Baby Girl Is Cancer-Free Thanks To Pioneering Gene-Editing Treatment

    Researchers have developed a new type of therapy for aggressive leukaemia that uses "molecular scissors". It saved 1-year-old Layla's life.

    A baby girl who had an aggressive form of leukaemia is now cancer-free thanks to the world’s first use of gene-edited immune cells, Great Ormond Street Hospital (GOSH) announced on Thursday.

    Layla Richards was diagnosed with infant acute lymphoblastic leukaemia when she was 3 months old.
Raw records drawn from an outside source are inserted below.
//! Localization collaborator: message keys in, display strings out.
//!
//! Every user-visible label and error routes through [`t`] (or [`t_with`]
//! for messages with interpolation parameters). English is the only bundled
//! locale; [`en::MESSAGES`] is the seam where additional locales would hang.
//! Unknown keys resolve to the key itself so a missing translation stays
//! visible instead of failing silently.


mod en;

/// Resolve `key` to its display string in the active locale.
#[must_use]
pub fn t(key: &str) -> String {
    lookup(key).map_or_else(|| key.to_owned(), ToOwned::to_owned)
}

/// Resolve `key` and substitute `{{name}}` interpolation parameters.
#[must_use]
pub fn t_with(key: &str, params: &[(&str, &str)]) -> String {
    let mut message = t(key);
    for (name, value) in params {
        message = message.replace(&format!("{{{{{name}}}}}"), value);
    }
    message
}

fn lookup(key: &str) -> Option<&'static str> {
    en::MESSAGES
        .iter()
        .find(|(k, _)| *k == key)
        .map(|(_, message)| *message)
}
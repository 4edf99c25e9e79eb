//! Modal dialog for creating a discussion topic.

use leptos::prelude::*;

use forms::field::Field;
use forms::form::Form;
use forms::submit::{Phase, Submission};

use crate::i18n::t;
#[cfg(feature = "hydrate")]
use crate::i18n::t_with;
use crate::net::api::{Topic, TopicDraft};
#[cfg(feature = "hydrate")]
use crate::net::error::TopicCreateError;
use crate::state::toasts::ToastsState;
#[cfg(feature = "hydrate")]
use crate::state::toasts::ToastColor;

fn topic_form() -> Form {
    Form::new(vec![
        Field::required("name", "topics.modals.create.validation.name"),
        Field::required("description", "topics.modals.create.validation.description"),
        Field::required("link", "topics.modals.create.validation.link"),
    ])
}

/// Topic creation dialog.
///
/// On success the form resets, the dialog switches to its created panel,
/// a success toast appears, and the topic list resource is refetched so
/// the new topic shows up behind the modal.
#[component]
pub fn TopicCreateModal(
    /// Whether the dialog is shown; the dialog closes itself through this.
    opened: RwSignal<bool>,
    /// Topic list to refetch after a successful creation.
    topics: LocalResource<Vec<Topic>>,
) -> impl IntoView {
    let toasts = expect_context::<RwSignal<ToastsState>>();
    let form = RwSignal::new(topic_form());
    let submission = RwSignal::new(Submission::new());

    let locked = move || submission.with(Submission::is_locked);
    let sent = move || submission.with(|s| s.phase() == Phase::Done);

    let do_submit = move || {
        if submission.with(|s| s.phase() != Phase::Editing) {
            return;
        }

        let mut draft = None;
        form.update(|f| {
            f.submit(|values| {
                draft = Some(TopicDraft {
                    name: values.get_or_empty("name").to_owned(),
                    description: values.get_or_empty("description").to_owned(),
                    link: values.get_or_empty("link").to_owned(),
                });
            });
        });
        let Some(draft) = draft else {
            return;
        };

        let mut started = false;
        submission.update(|s| started = s.begin());
        if !started {
            return;
        }

        #[cfg(feature = "hydrate")]
        leptos::task::spawn_local(async move {
            match crate::net::api::create_topic(&draft).await {
                Ok(topic) => {
                    form.update(Form::reset);
                    submission.update(Submission::finish_success);
                    toasts.update(|q| {
                        q.show(
                            ToastColor::Green,
                            t("topics.modals.create.notifications.success.title"),
                            t_with(
                                "topics.modals.create.notifications.success.message",
                                &[("name", &topic.name)],
                            ),
                        );
                    });
                    topics.refetch();
                }
                Err(error) => {
                    submission.update(Submission::finish_failure);
                    let code = TopicCreateError::classify(&error);
                    toasts.update(|q| {
                        q.show(
                            ToastColor::Red,
                            t("topics.modals.create.notifications.addTitle"),
                            t(code.message_key()),
                        );
                    });
                }
            }
        });

        #[cfg(not(feature = "hydrate"))]
        {
            let _ = draft;
            let _ = &toasts;
            let _ = &topics;
        }
    };

    let on_submit = move |ev: leptos::ev::SubmitEvent| {
        ev.prevent_default();
        do_submit();
    };

    let value_of = move |name: &'static str| move || form.with(|f| f.value(name).to_owned());
    let error_of = move |name: &'static str| move || form.with(|f| f.error(name).map(t));

    view! {
        <div class="dialog-backdrop" on:click=move |_| opened.set(false)>
            <div class="dialog" on:click=move |ev| ev.stop_propagation()>
                <h2 class="dialog__title">{t("topics.modals.create.title")}</h2>

                <Show when=sent>
                    <div class="dialog__done">
                        <svg class="dialog__check" viewBox="0 0 24 24" aria-hidden="true">
                            <path d="M4 13l5 5 11-12"></path>
                        </svg>
                        <p class="dialog__done-title">{t("topics.modals.create.created.title")}</p>
                        <button
                            class="btn btn--primary"
                            on:click=move |_| submission.update(Submission::start_over)
                        >
                            {t("topics.modals.create.created.createMore")}
                        </button>
                    </div>
                </Show>

                <Show when=move || !sent()>
                    <form class="dialog__form" on:submit=on_submit>
                        <Show when=locked>
                            <div class="dialog__overlay"></div>
                        </Show>

                        <label class="form-field">
                            <span class="form-field__label">
                                {t("topics.modals.create.inputs.name.label")}
                            </span>
                            <input
                                class="form-field__input"
                                type="text"
                                placeholder=t("topics.modals.create.inputs.name.placeholder")
                                prop:value=value_of("name")
                                disabled=locked
                                on:input=move |ev| {
                                    form.update(|f| f.set_value("name", &event_target_value(&ev)));
                                }
                            />
                            {move || {
                                error_of("name")()
                                    .map(|msg| view! { <span class="form-field__error">{msg}</span> })
                            }}
                        </label>

                        <label class="form-field">
                            <span class="form-field__label">
                                {t("topics.modals.create.inputs.description.label")}
                            </span>
                            <textarea
                                class="form-field__input"
                                placeholder=t("topics.modals.create.inputs.description.placeholder")
                                prop:value=value_of("description")
                                disabled=locked
                                on:input=move |ev| {
                                    form.update(|f| {
                                        f.set_value("description", &event_target_value(&ev));
                                    });
                                }
                            ></textarea>
                            {move || {
                                error_of("description")()
                                    .map(|msg| view! { <span class="form-field__error">{msg}</span> })
                            }}
                        </label>

                        <label class="form-field">
                            <span class="form-field__label">
                                {t("topics.modals.create.inputs.link.label")}
                            </span>
                            <input
                                class="form-field__input"
                                type="text"
                                placeholder=t("topics.modals.create.inputs.link.placeholder")
                                title=t("topics.modals.create.inputs.link.help")
                                prop:value=value_of("link")
                                disabled=locked
                                on:input=move |ev| {
                                    form.update(|f| f.set_value("link", &event_target_value(&ev)));
                                }
                            />
                            {move || {
                                error_of("link")()
                                    .map(|msg| view! { <span class="form-field__error">{msg}</span> })
                            }}
                        </label>

                        <button class="btn btn--primary" type="submit" disabled=locked>
                            {t("topics.modals.create.inputs.button")}
                        </button>
                    </form>
                </Show>
            </div>
        </div>
    }
}
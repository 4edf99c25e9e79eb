//! A single form field: name, value, validator, and the displayed error.

#[cfg(test)]
#[path = "field_test.rs"]
mod field_test;

/// Validation rule attached to a field.
///
/// Rules are plain data, which keeps fields `Send + Sync + Clone` and lets
/// a whole form live inside a reactive state container. [`Validator::Custom`]
/// covers rules that do not fit the built-in variants.
#[derive(Clone, Debug)]
pub enum Validator {
    /// Always passes.
    None,
    /// Fails with `message` when the value is the empty string.
    ///
    /// The check is length-based only: whitespace-only input passes. This
    /// matches the behavior every workflow in the application relies on.
    Required {
        /// Message key surfaced when the check fails.
        message: String,
    },
    /// Arbitrary rule as a plain function pointer.
    Custom(fn(&str) -> Option<String>),
}

impl Validator {
    /// Run the rule against `value`, returning the error message key on
    /// failure.
    #[must_use]
    pub fn check(&self, value: &str) -> Option<String> {
        match self {
            Self::None => None,
            Self::Required { message } => {
                if value.is_empty() {
                    Some(message.clone())
                } else {
                    None
                }
            }
            Self::Custom(rule) => rule(value),
        }
    }
}

/// A named field with its current value and last validation outcome.
#[derive(Clone, Debug)]
pub struct Field {
    pub(crate) name: String,
    pub(crate) initial: String,
    pub(crate) value: String,
    pub(crate) error: Option<String>,
    pub(crate) validator: Validator,
}

impl Field {
    /// Create a field with an empty initial value and no validation rule.
    #[must_use]
    pub fn new(name: &str) -> Self {
        Self {
            name: name.to_owned(),
            initial: String::new(),
            value: String::new(),
            error: None,
            validator: Validator::None,
        }
    }

    /// Create a field whose value must be non-empty, surfacing `message`
    /// when it is not.
    #[must_use]
    pub fn required(name: &str, message: &str) -> Self {
        Self {
            validator: Validator::Required {
                message: message.to_owned(),
            },
            ..Self::new(name)
        }
    }

    /// Replace the initial (and current) value.
    #[must_use]
    pub fn with_initial(mut self, initial: &str) -> Self {
        self.initial = initial.to_owned();
        self.value = initial.to_owned();
        self
    }

    /// Attach a custom validation rule.
    #[must_use]
    pub fn with_validator(mut self, validator: Validator) -> Self {
        self.validator = validator;
        self
    }

    /// Field name as given at construction.
    #[must_use]
    pub fn name(&self) -> &str {
        &self.name
    }

    /// Current value.
    #[must_use]
    pub fn value(&self) -> &str {
        &self.value
    }

    /// Error message key from the most recent validation, if any.
    #[must_use]
    pub fn error(&self) -> Option<&str> {
        self.error.as_deref()
    }

    /// Re-run this field's validator against its current value and record
    /// the outcome.
    pub(crate) fn revalidate(&mut self) {
        self.error = self.validator.check(&self.value);
    }
}
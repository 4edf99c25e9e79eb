//! Form state and submission lifecycle for the channelboard client.
//!
//! This crate owns everything a form workflow needs before any network or
//! rendering code gets involved: field values and their validators, the
//! validate-then-submit gate, and the submission lifecycle state machine.
//! It has no UI dependency; the Leptos layer holds a [`form::Form`] inside a
//! signal and re-renders from it, while non-reactive consumers can use the
//! [`form::Form::subscribe`] observer contract directly.
//!
//! ## Module layout
//!
//! | Module | Role |
//! |--------|------|
//! | [`field`] | A single named field: value, validator, displayed error |
//! | [`form`] | The field set: mutation, validation, submit gating, reset |
//! | [`submit`] | Editing / Submitting / Done lifecycle with re-entry gating |

pub mod field;
pub mod form;
pub mod submit;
Doctors described it as "one of the most aggressive forms of the disease we have ever seen".

    Doctors gave Layla several rounds of strong chemotherapy treatments and a bone marrow transplant, and she was also sent to Sheffield for an experimental treatment, but nothing seemed to successfully kill the cancer cells.

    Chemotherapy is used to treat patents with leukaemia, and is often successful. Yet the treatment can be ineffective in patients with aggressive forms of the disease, such as Layla's.

    With no more treatment options available, on the day before Layla's first birthday doctors at GOSH told her parents to consider palliative care. But Layla's mother, Lisa, urged doctors not to give up.

    "We didn't want to accept palliative care and so we asked the doctors to try anything for our daughter, even if it hadn't been tried before," she said.

    Doctors informed Layla's parents of a new experimental treatment that was being developed to treat aggressive forms of leukaemia. It had been trialled only in laboratory mice, and so in order for Layla to receive one available vial of the treatment, an emergency ethics committee meeting was held.

    The board decided Layla would be able go ahead with the experimental treatment. Despite the risks, Layla's parents had no doubts about trying the new treatment.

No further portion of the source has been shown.